• [DIRECTIONS] Tally every line in the data that has the word "UploadParams" and report only the total.

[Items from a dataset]
+--

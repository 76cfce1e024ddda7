use axum::extract::multipart::{MultipartError, MultipartRejection};
use axum::extract::{DefaultBodyLimit, Multipart, Query, State};
use axum::http::StatusCode;
use axum::response::{IntoResponse, Response};
use axum::routing::{get, post};
use axum::{Json, Router};
use contactscan_core::format_contact_list;
use contactscan_ocr::TempImage;
use serde::Deserialize;
use tower_http::cors::CorsLayer;
use tower_http::trace::TraceLayer;
use tracing::debug;

use crate::error::{ApiError, NO_FILES};
use crate::state::AppState;

#[derive(Debug, Clone, Copy, Default, PartialEq, Eq, Deserialize)]
#[serde(rename_all = "lowercase")]
pub enum ResponseFormat {
    #[default]
    Json,
    /// One `name - number` line per pair.
    Text,
}

#[derive(Debug, Default, Deserialize)]
pub struct UploadParams {
    #[serde(default)]
    pub format: ResponseFormat,
}

pub fn router(state: AppState) -> Router {
    let body_limit = state.max_request_bytes;
    Router::new()
        .route("/upload", post(upload))
        .route("/health", get(|| async { "OK" }))
        .layer(DefaultBodyLimit::max(body_limit))
        .layer(CorsLayer::permissive())
        .layer(TraceLayer::new_for_http())
        .with_state(state)
}

/// `POST /upload`: multipart images in, contact pairs out.
/// A request that is not multipart at all carries no files.
async fn upload(
    State(state): State<AppState>,
    Query(params): Query<UploadParams>,
    multipart: Result<Multipart, MultipartRejection>,
) -> Result<Response, ApiError> {
    let multipart = multipart.map_err(|rejection| {
        debug!("Rejected upload body: {}", rejection.body_text());
        ApiError::BadRequest(NO_FILES.to_string())
    })?;
    let images = stage_uploads(&state, multipart).await?;
    let pairs = state.pipeline.process(images).await?;

    Ok(match params.format {
        ResponseFormat::Json => Json(pairs).into_response(),
        ResponseFormat::Text => format_contact_list(&pairs).into_response(),
    })
}

/// Write each image part to the upload directory. On any error the
/// already-staged guards drop and delete their files.
async fn stage_uploads(state: &AppState, mut multipart: Multipart) -> Result<Vec<TempImage>, ApiError> {
    let max_files = state.max_files();
    let mut images = Vec::new();

    while let Some(field) = multipart.next_field().await.map_err(multipart_error)? {
        if field.name() != Some(state.field_name.as_str()) {
            debug!(field = ?field.name(), "Ignoring unexpected multipart field");
            continue;
        }
        if images.len() == max_files {
            return Err(ApiError::BadRequest(format!("Too many files: at most {max_files} per request")));
        }

        let original_name = field.file_name().unwrap_or("upload").to_string();
        let data = field.bytes().await.map_err(multipart_error)?;
        let image = TempImage::stage(&state.upload_dir, &original_name, &data)
            .await
            .map_err(|e| ApiError::Internal(format!("Failed to stage {original_name}: {e}")))?;
        images.push(image);
    }

    debug!(images = images.len(), "Staged upload");
    Ok(images)
}

fn multipart_error(e: MultipartError) -> ApiError {
    if e.status() == StatusCode::PAYLOAD_TOO_LARGE {
        ApiError::PayloadTooLarge(e.body_text())
    } else {
        ApiError::BadRequest(format!("Malformed multipart body: {}", e.body_text()))
    }
}

// ── Tests ─────────────────────────────────────────────────────────────────────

+--

• [EXERCISE SOLUTION] 2